'''

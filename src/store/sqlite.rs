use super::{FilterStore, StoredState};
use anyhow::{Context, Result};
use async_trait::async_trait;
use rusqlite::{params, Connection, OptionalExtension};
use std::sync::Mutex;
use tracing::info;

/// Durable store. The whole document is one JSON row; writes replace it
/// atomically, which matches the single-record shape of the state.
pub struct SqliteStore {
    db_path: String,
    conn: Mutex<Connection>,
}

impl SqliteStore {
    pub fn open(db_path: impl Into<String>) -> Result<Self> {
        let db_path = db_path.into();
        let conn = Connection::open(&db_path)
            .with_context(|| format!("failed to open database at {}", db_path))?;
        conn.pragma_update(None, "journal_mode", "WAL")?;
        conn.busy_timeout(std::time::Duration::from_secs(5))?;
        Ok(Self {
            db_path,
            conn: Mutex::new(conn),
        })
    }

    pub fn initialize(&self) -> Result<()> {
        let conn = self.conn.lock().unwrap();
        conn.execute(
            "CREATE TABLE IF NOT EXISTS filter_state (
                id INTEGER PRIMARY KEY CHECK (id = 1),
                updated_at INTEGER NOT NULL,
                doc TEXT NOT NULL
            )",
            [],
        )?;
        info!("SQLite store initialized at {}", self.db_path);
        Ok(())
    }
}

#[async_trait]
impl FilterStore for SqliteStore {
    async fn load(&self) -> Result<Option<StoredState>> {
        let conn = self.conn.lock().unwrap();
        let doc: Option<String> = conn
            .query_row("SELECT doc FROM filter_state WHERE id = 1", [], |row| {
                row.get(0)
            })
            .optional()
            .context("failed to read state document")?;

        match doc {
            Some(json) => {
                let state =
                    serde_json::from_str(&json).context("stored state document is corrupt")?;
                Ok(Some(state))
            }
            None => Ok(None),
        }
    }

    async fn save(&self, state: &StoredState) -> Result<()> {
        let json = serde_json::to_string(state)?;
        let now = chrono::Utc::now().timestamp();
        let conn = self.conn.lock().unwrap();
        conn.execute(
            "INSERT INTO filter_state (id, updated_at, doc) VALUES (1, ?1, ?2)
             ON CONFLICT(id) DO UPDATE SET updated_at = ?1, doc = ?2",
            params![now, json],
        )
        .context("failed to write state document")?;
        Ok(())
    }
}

'''

* **WHAT TO WORK ON**: If a line in the records includes the string "params", copy it.

* **YOUR RESPONSE**:
use rusqlite::{params, Connection, OptionalExtension};
            params![now, json],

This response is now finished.